SUPPLIED RECORDS section start

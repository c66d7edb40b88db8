// Copyright (c) 2025 Fabstir
// SPDX-License-Identifier: BUSL-1.1
//! Lazily initialized, shared model instance
//!
//! The first caller of [`LazyModel::get_or_load`] spawns the load on the
//! runtime and stores a shared handle to it. Every later caller, including
//! callers that arrive while the load is still running, awaits that same
//! handle. The load runs as its own task, so a caller that gives up waiting
//! never cancels it for the others.
//!
//! A failed load is cached: the instance keeps returning the same error.
//! Construct a new `LazyModel` (or a new engine owning one) to retry.

use futures::future::{BoxFuture, FutureExt, Shared};
use std::future::Future;
use std::sync::Arc;
use tokio::sync::Mutex;
use tracing::{debug, error};

use crate::rag::errors::ModelError;

type LoadResult<M> = Result<Arc<M>, ModelError>;
type SharedLoad<M> = Shared<BoxFuture<'static, LoadResult<M>>>;

pub struct LazyModel<M: ?Sized + Send + Sync + 'static> {
    name: String,
    slot: Mutex<Option<SharedLoad<M>>>,
}

impl<M: ?Sized + Send + Sync + 'static> LazyModel<M> {
    pub fn new(name: impl Into<String>) -> Self {
        Self {
            name: name.into(),
            slot: Mutex::new(None),
        }
    }

    pub fn name(&self) -> &str {
        &self.name
    }

    /// Returns the loaded model, starting the load with `load` if nobody has yet
    ///
    /// `load` is only invoked by the first caller.
    pub async fn get_or_load<F, Fut>(&self, load: F) -> LoadResult<M>
    where
        F: FnOnce() -> Fut,
        Fut: Future<Output = LoadResult<M>> + Send + 'static,
    {
        let shared = {
            let mut slot = self.slot.lock().await;
            match slot.as_ref() {
                Some(existing) => existing.clone(),
                None => {
                    debug!("Starting load for model {}", self.name);
                    let handle = tokio::spawn(load());
                    let model_name = self.name.clone();
                    let shared = async move {
                        match handle.await {
                            Ok(result) => result,
                            Err(join_error) => {
                                error!("Loader task for {} aborted: {}", model_name, join_error);
                                Err(ModelError::LoaderAborted {
                                    model: model_name,
                                    reason: join_error.to_string(),
                                })
                            }
                        }
                    }
                    .boxed()
                    .shared();
                    *slot = Some(shared.clone());
                    shared
                }
            }
        };

        shared.await
    }

    /// The model, if loading has already completed successfully
    pub async fn loaded(&self) -> Option<Arc<M>> {
        let slot = self.slot.lock().await;
        match slot.as_ref().and_then(|shared| shared.peek()) {
            Some(Ok(model)) => Some(model.clone()),
            _ => None,
        }
    }

    /// Whether a load has been started (whatever its outcome)
    pub async fn is_started(&self) -> bool {
        self.slot.lock().await.is_some()
    }

    /// The cached load error, if loading has failed
    pub async fn failure(&self) -> Option<ModelError> {
        let slot = self.slot.lock().await;
        match slot.as_ref().and_then(|shared| shared.peek()) {
            Some(Err(err)) => Some(err.clone()),
            _ => None,
        }
    }
}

SUPPLIED RECORDS section end

WHAT IS BEING ASKED: Pick every line of the data that includes the string "LoadResult".

YOUR RESPONSE:
type LoadResult<M> = Result<Arc<M>, ModelError>;
type SharedLoad<M> = Shared<BoxFuture<'static, LoadResult<M>>>;
    pub async fn get_or_load<F, Fut>(&self, load: F) -> LoadResult<M>
        Fut: Future<Output = LoadResult<M>> + Send + 'static,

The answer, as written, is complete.